Among the records below, find each line bearing the word "chars" and copy it.
** Opening Material to process block **
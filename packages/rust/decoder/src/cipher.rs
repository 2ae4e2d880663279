//! Repeating-key XOR stream cipher over base64 text.
//!
//! Not a security primitive: it only reverses the obfuscation applied to the
//! player script. The key is indexed by character (code point), not by byte,
//! and each output value becomes the character with that code point. A key
//! made of ASCII characters therefore yields one Latin-1 character per
//! ciphertext byte.

use base64::alphabet;
use base64::engine::{GeneralPurpose, GeneralPurposeConfig};
use base64::{Engine, prelude::BASE64_STANDARD};

use crate::error::DecodeError;

/// Standard alphabet with required padding, but non-zero bits in the last
/// symbol are discarded instead of rejected.
const LENIENT_STANDARD: GeneralPurpose = GeneralPurpose::new(
    &alphabet::STANDARD,
    GeneralPurposeConfig::new().with_decode_allow_trailing_bits(true),
);

/// Decode `ciphertext_b64` and XOR every byte with the key character at the
/// same position modulo the key length.
///
/// ASCII whitespace inside the ciphertext (line wrapping) is ignored.
pub fn decrypt(ciphertext_b64: &str, key: &str) -> Result<String, DecodeError> {
    let key = key_points(key)?;

    let compact: Vec<u8> = ciphertext_b64
        .bytes()
        .filter(|b| !b.is_ascii_whitespace())
        .collect();
    let bytes = LENIENT_STANDARD
        .decode(compact)
        .map_err(|e| DecodeError::InvalidEncoding(e.to_string()))?;

    Ok(bytes
        .iter()
        .zip(key.iter().cycle())
        .map(|(&b, &k)| to_char(u32::from(b) ^ k))
        .collect())
}

/// Inverse of [`decrypt`]: XOR each plaintext character with the key and
/// base64-encode the resulting bytes.
pub fn encrypt(plaintext: &str, key: &str) -> Result<String, DecodeError> {
    let key = key_points(key)?;

    let bytes = plaintext
        .chars()
        .zip(key.iter().cycle())
        .enumerate()
        .map(|(position, (c, &k))| {
            u8::try_from(u32::from(c) ^ k).map_err(|_| DecodeError::OutOfRange { position })
        })
        .collect::<Result<Vec<u8>, _>>()?;

    Ok(BASE64_STANDARD.encode(bytes))
}

fn key_points(key: &str) -> Result<Vec<u32>, DecodeError> {
    let points: Vec<u32> = key.chars().map(u32::from).collect();
    if points.is_empty() {
        return Err(DecodeError::InvalidKey);
    }
    Ok(points)
}

// XOR with a byte only flips the low 8 bits, so the value stays in the key
// character's 256-block and can never land on a surrogate.
fn to_char(value: u32) -> char {
    char::from_u32(value).unwrap_or(char::REPLACEMENT_CHARACTER)
}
** Closing Material to process block **
Completed task:
        .chars()
    let points: Vec<u32> = key.chars().map(u32::from).collect();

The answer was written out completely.